**SOURCE DATA:**
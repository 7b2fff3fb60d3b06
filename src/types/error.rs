use thiserror::Error;

use crate::types::{LobId, PageId, TransactionId};

#[derive(Error, Debug)]
pub enum DatabaseError {
    #[error("I/O error: {0}")]
    Io(#[from] std::io::Error),

    #[error("Checksum mismatch on page {page_id}: stored {stored:#010x}, computed {computed:#010x}")]
    PageChecksum {
        page_id: PageId,
        stored: u32,
        computed: u32,
    },

    #[error("Truncated file: expected {expected_pages} pages, found {actual_pages}")]
    TruncatedFile {
        expected_pages: u64,
        actual_pages: u64,
    },

    #[error("Unknown page type {tag} on page {page_id}")]
    UnknownPageType { page_id: PageId, tag: u8 },

    #[error("LOB {lob_id} is missing chunk {sequence}")]
    LobChunkMissing { lob_id: LobId, sequence: u32 },

    #[error("LOB {lob_id} has an out-of-order or duplicate chunk {sequence}")]
    LobChunkOrder { lob_id: LobId, sequence: u32 },

    #[error("Schema inconsistency: {details}")]
    SchemaInconsistent { details: String },

    #[error("Overflow chain broken at page {page_id}: {reason}")]
    OverflowChainBroken { page_id: PageId, reason: String },

    #[error("Page is full (page_id: {page_id})")]
    PageFull { page_id: PageId },

    #[error("Invalid slot index {index} (max: {max})")]
    InvalidSlotIndex { index: usize, max: usize },

    #[error("Column index {index} out of bounds")]
    ColumnIndexOutOfBounds { index: usize },

    #[error("Corrupted page: page_id={page_id}, reason={reason}")]
    CorruptedPage { page_id: PageId, reason: String },

    #[error("Page {page_id} is beyond the end of the file ({page_count} pages)")]
    PageOutOfRange { page_id: PageId, page_count: u64 },

    #[error("Serialization/deserialization error: {details}")]
    SerializationError { details: String },

    #[error("Invalid database header: {reason}")]
    InvalidHeader { reason: String },

    #[error("Table '{name}' not found")]
    TableNotFound { name: String },

    #[error("Table '{name}' already exists")]
    TableExists { name: String },

    #[error("Column '{name}' not found in table '{table}'")]
    ColumnNotFound { name: String, table: String },

    #[error("Index '{name}' not found on table '{table}'")]
    IndexNotFound { name: String, table: String },

    #[error("Type mismatch: expected {expected}, got {actual}")]
    TypeMismatch { expected: String, actual: String },

    #[error("Constraint violation: {details}")]
    ConstraintViolation { details: String },

    #[error("Duplicate key in unique index '{index}'")]
    DuplicateKey { index: String },

    #[error("Page {page_id} is locked by transaction {owner}")]
    PageLocked {
        page_id: PageId,
        owner: TransactionId,
    },

    #[error("Transaction {txn} is not active")]
    TransactionNotActive { txn: TransactionId },

    #[error("{count} transaction(s) still active")]
    TransactionsActive { count: usize },

    #[error("SQL parsing error: {0}")]
    Script(#[from] sqlparser::parser::ParserError),

    #[error("Unsupported statement: {details}")]
    UnsupportedStatement { details: String },
}

/// How far an error reaches: one page/chunk/row, or the whole file.
#[derive(Debug, Clone, Copy, PartialEq, Eq)]
pub enum Severity {
    Recoverable,
    Fatal,
}

impl DatabaseError {
    pub fn severity(&self) -> Severity {
        match self {
            DatabaseError::Io(_) | DatabaseError::InvalidHeader { .. } => Severity::Fatal,
            _ => Severity::Recoverable,
        }
    }

    pub fn is_recoverable(&self) -> bool {
        self.severity() == Severity::Recoverable
    }
}

impl From<bincode::error::EncodeError> for DatabaseError {
    fn from(err: bincode::error::EncodeError) -> Self {
        DatabaseError::SerializationError {
            details: err.to_string(),
        }
    }
}

impl From<bincode::error::DecodeError> for DatabaseError {
    fn from(err: bincode::error::DecodeError) -> Self {
        DatabaseError::SerializationError {
            details: err.to_string(),
        }
    }
}

pub type Result<T> = std::result::Result<T, DatabaseError>;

**PROBLEM REQUIREMENTS:** Find the lines of the listing that contain the string "reason" and give how many there are, with no other words.

**EXERCISE OUTPUT:** 6